What is Moshi — Real-Time AI Voice Conversation Engine?

Open-source real-time voice AI by Kyutai. Full-duplex speech conversation with 200ms latency, emotion recognition, and on-device processing. Apache 2.0 licensed.

Is Moshi — Real-Time AI Voice Conversation Engine free to use?

Yes. Moshi — Real-Time AI Voice Conversation Engine is freely available on TokRepo. Check the Source & Thanks section on the asset page for the specific open-source license.

How do I install Moshi — Real-Time AI Voice Conversation Engine?

Visit the asset page on TokRepo and click "Copy for agent" to get the installation instructions. Most assets can be installed with a single command.

Moshi — Real-Time AI Voice Conversation Engine

What is Moshi?

Moshi is an open-source real-time voice AI engine by Kyutai. It enables full-duplex speech conversations with ~200ms latency — meaning you can interrupt, overlap, and have natural back-and-forth dialog with an AI. It runs on-device with no cloud dependency.

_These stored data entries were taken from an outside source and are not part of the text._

//! CLI command definitions.
//!
//! This module defines the structure of all CLI subcommands.

use std::path::PathBuf;

use clap::{Args, Subcommand, ValueEnum};

use crate::complaint::{ComplaintFilter, ComplaintStatus, NewComplaint};

/// Add command arguments.
#[derive(Debug, Args)]
pub struct AddCommand {
    /// Submitter name
    #[arg(long)]
    pub name: String,

    /// Submitter email
    #[arg(long)]
    pub email: String,

    /// Submitter phone
    #[arg(long)]
    pub phone: String,

    /// Complaint category, e.g. billing or technical
    #[arg(long = "type", value_name = "TYPE")]
    pub kind: String,

    /// One-line summary
    #[arg(long)]
    pub subject: String,

    /// Full description
    #[arg(long)]
    pub description: String,
}

impl From<AddCommand> for NewComplaint {
    fn from(cmd: AddCommand) -> Self {
        Self {
            name: cmd.name,
            email: cmd.email,
            phone: cmd.phone,
            kind: cmd.kind,
            subject: cmd.subject,
            description: cmd.description,
        }
    }
}

/// List command arguments.
#[derive(Debug, Args)]
pub struct ListCommand {
    /// Only ids containing this text (case-insensitive)
    #[arg(short, long)]
    pub search: Option<String>,

    /// Only this complaint type
    #[arg(short = 't', long = "type", value_name = "TYPE")]
    pub kind: Option<String>,

    /// Only this status
    #[arg(long, value_enum)]
    pub status: Option<StatusArg>,

    /// Output format
    #[arg(short, long, value_enum, default_value = "table")]
    pub format: OutputFormat,
}

impl ListCommand {
    /// The store filter these arguments describe.
    #[must_use]
    pub fn filter(&self) -> ComplaintFilter {
        ComplaintFilter {
            id_contains: self.search.clone(),
            kind: self.kind.clone(),
            status: self.status.map(Into::into),
        }
    }
}

/// Show command arguments.
#[derive(Debug, Args)]
pub struct ShowCommand {
    /// Complaint id
    pub id: String,

    /// Output as JSON
    #[arg(short, long)]
    pub json: bool,
}

/// Status command arguments.
#[derive(Debug, Args)]
pub struct StatusCommand {
    /// Complaint id
    pub id: String,

    /// New status
    #[arg(value_enum)]
    pub status: StatusArg,
}

/// Delete command arguments.
#[derive(Debug, Args)]
pub struct DeleteCommand {
    /// Complaint id
    pub id: String,

    /// Skip confirmation
    #[arg(short, long)]
    pub yes: bool,
}

/// Export command arguments.
#[derive(Debug, Args)]
pub struct ExportCommand {
    /// Directory to write the export file to (overrides configuration)
    #[arg(short, long, value_name = "DIR")]
    pub output: Option<PathBuf>,

    /// Print to stdout instead of writing a file
    #[arg(long, conflicts_with = "output")]
    pub stdout: bool,
}

/// Import command arguments.
#[derive(Debug, Args)]
pub struct ImportCommand {
    /// JSON file holding an array of complaints
    pub file: PathBuf,
}

/// Stats command arguments.
#[derive(Debug, Args)]
pub struct StatsCommand {
    /// Output as JSON
    #[arg(short, long)]
    pub json: bool,
}

/// Configuration commands.
#[derive(Debug, Subcommand)]
pub enum ConfigCommand {
    /// Show current configuration
    Show {
        /// Output as JSON
        #[arg(short, long)]
        json: bool,
    },

    /// Show the configuration file path
    Path,

    /// Validate configuration
    Validate {
        /// Path to configuration file to validate
        #[arg(short, long)]
        file: Option<PathBuf>,
    },
}

/// Complaint status argument.
#[derive(Debug, Clone, Copy, PartialEq, Eq, ValueEnum)]
pub enum StatusArg {
    /// Submitted, not yet picked up
    Registered,
    /// Being worked on
    #[value(aliases = ["in-progress", "in_progress"])]
    Progress,
    /// Closed out
    Resolved,
}

impl From<StatusArg> for ComplaintStatus {
    fn from(arg: StatusArg) -> Self {
        match arg {
            StatusArg::Registered => Self::Registered,
            StatusArg::Progress => Self::Progress,
            StatusArg::Resolved => Self::Resolved,
        }
    }
}

/// Output format for commands.
#[derive(Debug, Clone, Copy, PartialEq, Eq, Default, ValueEnum)]
pub enum OutputFormat {
    /// One line per complaint
    Plain,
    /// Formatted table
    #[default]
    Table,
    /// JSON output
    Json,
}

#[cfg(test)]
mod tests {
    use super::*;

    #[test]
    fn test_status_arg_conversion() {
        assert_eq!(
            ComplaintStatus::from(StatusArg::Registered),
            ComplaintStatus::Registered
        );
        assert_eq!(
            ComplaintStatus::from(StatusArg::Progress),
            ComplaintStatus::Progress
        );
        assert_eq!(
            ComplaintStatus::from(StatusArg::Resolved),
            ComplaintStatus::Resolved
        );
    }

    #[test]
    fn test_output_format_default() {
        assert_eq!(OutputFormat::default(), OutputFormat::Table);
    }

    #[test]
    fn test_add_command_into_submission() {
        let cmd = AddCommand {
            name: "Ada".to_string(),
            email: "ada@example.com".to_string(),
            phone: "555".to_string(),
            kind: "billing".to_string(),
            subject: "Overcharged".to_string(),
            description: "Charged twice".to_string(),
        };
        let submission = NewComplaint::from(cmd);
        assert_eq!(submission.kind, "billing");
        assert_eq!(submission.email, "ada@example.com");
    }

    #[test]
    fn test_list_command_filter() {
        let cmd = ListCommand {
            search: Some("ab".to_string()),
            kind: None,
            status: Some(StatusArg::Resolved),
            format: OutputFormat::Json,
        };
        let filter = cmd.filter();
        assert_eq!(filter.id_contains.as_deref(), Some("ab"));
        assert!(filter.kind.is_none());
        assert_eq!(filter.status, Some(ComplaintStatus::Resolved));
    }

    #[test]
    fn test_list_command_no_filter() {
        let cmd = ListCommand {
            search: None,
            kind: None,
            status: None,
            format: OutputFormat::Plain,
        };
        assert!(cmd.filter().is_empty());
    }
}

Answer-Ready: Moshi is an open-source real-time voice AI engine by Kyutai with full-duplex speech conversation at 200ms latency. Supports interruptions, emotion recognition, and on-device processing. Apache 2.0 licensed with 8k+ GitHub stars.

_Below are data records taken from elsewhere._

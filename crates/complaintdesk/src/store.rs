//! The complaint store.
//!
//! The whole complaint collection lives as one pretty-printed JSON array in a
//! single key-value slot. Every operation loads that array fresh; every
//! mutation rewrites it in full.

use std::collections::BTreeMap;
use std::sync::{Mutex, MutexGuard};

use chrono::NaiveDate;
use serde::Serialize;
use tracing::{debug, error, info, warn};

use crate::clock::{Clock, SystemClock};
use crate::complaint::{Complaint, ComplaintFilter, ComplaintStatus, NewComplaint};
use crate::error::{Error, Result};
use crate::ids::{IdGenerator, RandomIds};
use crate::storage::KeyValueStore;

/// Slot key used when none is configured.
pub const DEFAULT_SLOT_KEY: &str = "complaintDB";

/// How many id candidates `add` tries before giving up.
const MAX_ID_ATTEMPTS: usize = 32;

/// Aggregate counts over the complaint collection.
#[derive(Debug, Clone, Default, PartialEq, Eq, Serialize)]
#[serde(rename_all = "camelCase")]
pub struct ComplaintStats {
    /// Number of complaints.
    pub total: usize,
    /// Complaints with status `registered`.
    pub registered: usize,
    /// Complaints with status `progress`.
    pub in_progress: usize,
    /// Complaints with status `resolved`.
    pub resolved: usize,
    /// Complaint count per `type` label.
    pub by_type: BTreeMap<String, usize>,
}

impl ComplaintStats {
    fn tally(complaints: &[Complaint]) -> Self {
        let mut stats = Self {
            total: complaints.len(),
            ..Self::default()
        };
        for complaint in complaints {
            match complaint.status {
                ComplaintStatus::Registered => stats.registered += 1,
                ComplaintStatus::Progress => stats.in_progress += 1,
                ComplaintStatus::Resolved => stats.resolved += 1,
            }
            *stats.by_type.entry(complaint.kind.clone()).or_insert(0) += 1;
        }
        stats
    }
}

/// Durable CRUD and statistics over the complaint collection.
///
/// Mutations hold an internal lock across their whole load-modify-save cycle,
/// so one store may be shared between threads without losing writes. Two
/// stores (or two processes) over the same slot are last-writer-wins.
pub struct ComplaintStore<S, C = SystemClock, I = RandomIds> {
    storage: S,
    clock: C,
    ids: I,
    key: String,
    write_lock: Mutex<()>,
}

impl<S> ComplaintStore<S>
where
    S: KeyValueStore,
{
    /// A store over `storage` using the wall clock, random ids, and the
    /// default slot key.
    pub fn with_defaults(storage: S) -> Self {
        Self::new(storage, SystemClock, RandomIds, DEFAULT_SLOT_KEY)
    }
}

impl<S, C, I> ComplaintStore<S, C, I>
where
    S: KeyValueStore,
    C: Clock,
    I: IdGenerator,
{
    /// Create a store bound to slot `key` of `storage`.
    pub fn new(storage: S, clock: C, ids: I, key: impl Into<String>) -> Self {
        Self {
            storage,
            clock,
            ids,
            key: key.into(),
            write_lock: Mutex::new(()),
        }
    }

    /// The slot key this store reads and writes.
    #[must_use]
    pub fn key(&self) -> &str {
        &self.key
    }

    /// The underlying key-value storage.
    pub fn storage(&self) -> &S {
        &self.storage
    }

    /// Load every complaint, in insertion order.
    ///
    /// An absent slot is an empty collection. A slot that cannot be decoded is
    /// logged at error level and also treated as empty; use
    /// [`load_strict`](Self::load_strict) to observe the corruption instead.
    ///
    /// # Errors
    ///
    /// Returns an error if the storage slot cannot be read.
    pub fn load_all(&self) -> Result<Vec<Complaint>> {
        match self.load_strict() {
            Err(Error::CorruptCollection { key, source }) => {
                error!(key = %key, error = %source, "Complaint collection is corrupt, treating as empty");
                Ok(Vec::new())
            }
            other => other,
        }
    }

    /// Load every complaint, failing on undecodable data.
    ///
    /// # Errors
    ///
    /// Returns [`Error::CorruptCollection`] if the slot holds data that is not
    /// a complaint array, or a storage error if the slot cannot be read.
    pub fn load_strict(&self) -> Result<Vec<Complaint>> {
        let Some(raw) = self.storage.get(&self.key)? else {
            return Ok(Vec::new());
        };
        if raw.is_empty() {
            return Ok(Vec::new());
        }
        let complaints: Vec<Complaint> =
            serde_json::from_str(&raw).map_err(|source| Error::CorruptCollection {
                key: self.key.clone(),
                source,
            })?;
        debug!(count = complaints.len(), "Loaded complaints");
        Ok(complaints)
    }

    /// Replace the whole collection.
    ///
    /// # Errors
    ///
    /// Returns [`Error::StorageWrite`] if the slot cannot be written.
    pub fn save_all(&self, complaints: &[Complaint]) -> Result<()> {
        let _guard = self.lock()?;
        self.write(complaints)
    }

    /// Register a new complaint and return its id.
    ///
    /// The id is re-rolled if it collides with an existing complaint.
    ///
    /// # Errors
    ///
    /// Returns an error if the slot cannot be read or written, or if no free
    /// id turns up.
    pub fn add(&self, submission: NewComplaint) -> Result<String> {
        let _guard = self.lock()?;
        let mut complaints = self.load_all()?;
        let id = self.fresh_id(&complaints)?;
        let complaint = Complaint::register(id.clone(), submission, self.clock.now());
        complaints.push(complaint);
        self.write(&complaints)?;
        info!(id = %id, "Registered complaint");
        Ok(id)
    }

    /// Find a complaint by exact id.
    ///
    /// # Errors
    ///
    /// Returns an error if the slot cannot be read.
    pub fn find_by_id(&self, id: &str) -> Result<Option<Complaint>> {
        Ok(self.load_all()?.into_iter().find(|c| c.id == id))
    }

    /// Complaints passing `filter`, in insertion order.
    ///
    /// # Errors
    ///
    /// Returns an error if the slot cannot be read.
    pub fn list(&self, filter: &ComplaintFilter) -> Result<Vec<Complaint>> {
        let mut complaints = self.load_all()?;
        complaints.retain(|c| filter.matches(c));
        Ok(complaints)
    }

    /// Set the status of complaint `id`.
    ///
    /// Returns `false`, without writing, if there is no such complaint.
    ///
    /// # Errors
    ///
    /// Returns an error if the slot cannot be read or written.
    pub fn update_status(&self, id: &str, status: ComplaintStatus) -> Result<bool> {
        let _guard = self.lock()?;
        let mut complaints = self.load_all()?;
        let Some(complaint) = complaints.iter_mut().find(|c| c.id == id) else {
            debug!(id, "No complaint to update");
            return Ok(false);
        };
        complaint.set_status(status, self.clock.now());
        self.write(&complaints)?;
        info!(id, status = %status, "Updated complaint status");
        Ok(true)
    }

    /// Remove every complaint with id `id` and return how many were removed.
    ///
    /// The collection is written back even when nothing matched.
    ///
    /// # Errors
    ///
    /// Returns an error if the slot cannot be read or written.
    pub fn delete(&self, id: &str) -> Result<usize> {
        let _guard = self.lock()?;
        let mut complaints = self.load_all()?;
        let before = complaints.len();
        complaints.retain(|c| c.id != id);
        let removed = before - complaints.len();
        self.write(&complaints)?;
        if removed > 0 {
            info!(id, "Deleted complaint");
        }
        Ok(removed)
    }

    /// The whole collection as pretty-printed JSON.
    ///
    /// # Errors
    ///
    /// Returns an error if the slot cannot be read.
    pub fn export_all(&self) -> Result<String> {
        Ok(serde_json::to_string_pretty(&self.load_all()?)?)
    }

    /// Replace the collection with the complaints in `text`.
    ///
    /// Returns `false`, leaving the store untouched, unless `text` is a JSON
    /// array of complaint records whose `dateUpdated` is not before their
    /// `dateCreated`. Fields a complaint does not define are dropped, so they
    /// do not survive a later export.
    ///
    /// # Errors
    ///
    /// Returns an error only if the slot cannot be written.
    pub fn import_all(&self, text: &str) -> Result<bool> {
        let value: serde_json::Value = match serde_json::from_str(text) {
            Ok(value) => value,
            Err(e) => {
                warn!(error = %e, "Rejected import: invalid JSON");
                return Ok(false);
            }
        };
        if !value.is_array() {
            warn!("Rejected import: top-level value is not an array");
            return Ok(false);
        }
        let complaints: Vec<Complaint> = match serde_json::from_value(value) {
            Ok(complaints) => complaints,
            Err(e) => {
                warn!(error = %e, "Rejected import: malformed complaint record");
                return Ok(false);
            }
        };
        if let Some(c) = complaints.iter().find(|c| c.date_updated < c.date_created) {
            warn!(id = %c.id, "Rejected import: dateUpdated precedes dateCreated");
            return Ok(false);
        }

        let _guard = self.lock()?;
        self.write(&complaints)?;
        info!(count = complaints.len(), "Imported complaints");
        Ok(true)
    }

    /// Remove every complaint.
    ///
    /// # Errors
    ///
    /// Returns an error if the slot cannot be written.
    pub fn clear_all(&self) -> Result<()> {
        let _guard = self.lock()?;
        self.write(&[])?;
        info!("Cleared all complaints");
        Ok(())
    }

    /// Counts by status and by type.
    ///
    /// # Errors
    ///
    /// Returns an error if the slot cannot be read.
    pub fn stats(&self) -> Result<ComplaintStats> {
        Ok(ComplaintStats::tally(&self.load_all()?))
    }

    fn fresh_id(&self, existing: &[Complaint]) -> Result<String> {
        for _ in 0..MAX_ID_ATTEMPTS {
            let candidate = self.ids.generate();
            if existing.iter().all(|c| c.id != candidate) {
                return Ok(candidate);
            }
            debug!(id = %candidate, "Complaint id collision, re-rolling");
        }
        Err(Error::IdExhausted {
            attempts: MAX_ID_ATTEMPTS,
        })
    }

    fn write(&self, complaints: &[Complaint]) -> Result<()> {
        let json = serde_json::to_string_pretty(complaints)?;
        self.storage.set(&self.key, &json)
    }

    fn lock(&self) -> Result<MutexGuard<'_, ()>> {
        self.write_lock
            .lock()
            .map_err(|_| Error::internal("complaint store lock poisoned"))
    }
}

impl<S, C, I> std::fmt::Debug for ComplaintStore<S, C, I> {
    fn fmt(&self, f: &mut std::fmt::Formatter<'_>) -> std::fmt::Result {
        f.debug_struct("ComplaintStore")
            .field("key", &self.key)
            .finish_non_exhaustive()
    }
}

/// File name for an export taken on `date`.
#[must_use]
pub fn export_file_name(date: NaiveDate) -> String {
    format!("complaint_data_{}.json", date.format("%Y-%m-%d"))
}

Best for: Developers building voice-first AI applications. Works with: Local GPU (NVIDIA), Apple MLX, web browser. Setup time: Under 5 minutes.

Core Features

1. Full-Duplex Conversation

Unlike turn-based voice assistants, Moshi handles overlapping speech:

You can interrupt mid-sentence
Moshi responds while you're still talking
Natural conversation flow like a human call

2. Ultra-Low Latency

End-to-end latency breakdown:

Speech recognition:  ~50ms
Language model:      ~100ms
Speech synthesis:    ~50ms
Total:               ~200ms

3. Architecture

Joint speech-text model — no separate ASR + LLM + TTS pipeline:

Audio input → Mimi Encoder → Helium LM → Mimi Decoder → Audio output
                                ↕
                          Text reasoning

Mimi: Neural audio codec (12.5 Hz, 1.1 kbps)
Helium: 7B parameter multimodal language model

4. Emotion & Tone

Moshi understands and generates:

Whispers, laughter, hesitation
Emotional tone (excited, calm, serious)
Multiple speaking styles

5. Deployment Options

Platform	How
Python server	`python -m moshi.server`
Rust server	High-performance production deployment
Web client	Browser-based demo
MLX	Apple Silicon optimized

Hardware Requirements

GPU	Model Size	Latency
NVIDIA A100	7B	~160ms
NVIDIA RTX 4090	7B	~200ms
Apple M2 Ultra	7B (MLX)	~300ms

FAQ

Q: How does it compare to OpenAI's voice mode? A: Moshi is open-source and runs locally. OpenAI's voice mode is cloud-only and proprietary. Moshi has comparable latency.

Q: Can I fine-tune it? A: Yes, both the Mimi codec and Helium LM can be fine-tuned for custom voice personas and domains.

Q: Does it support multiple languages? A: Currently optimized for English. Multilingual support is in development.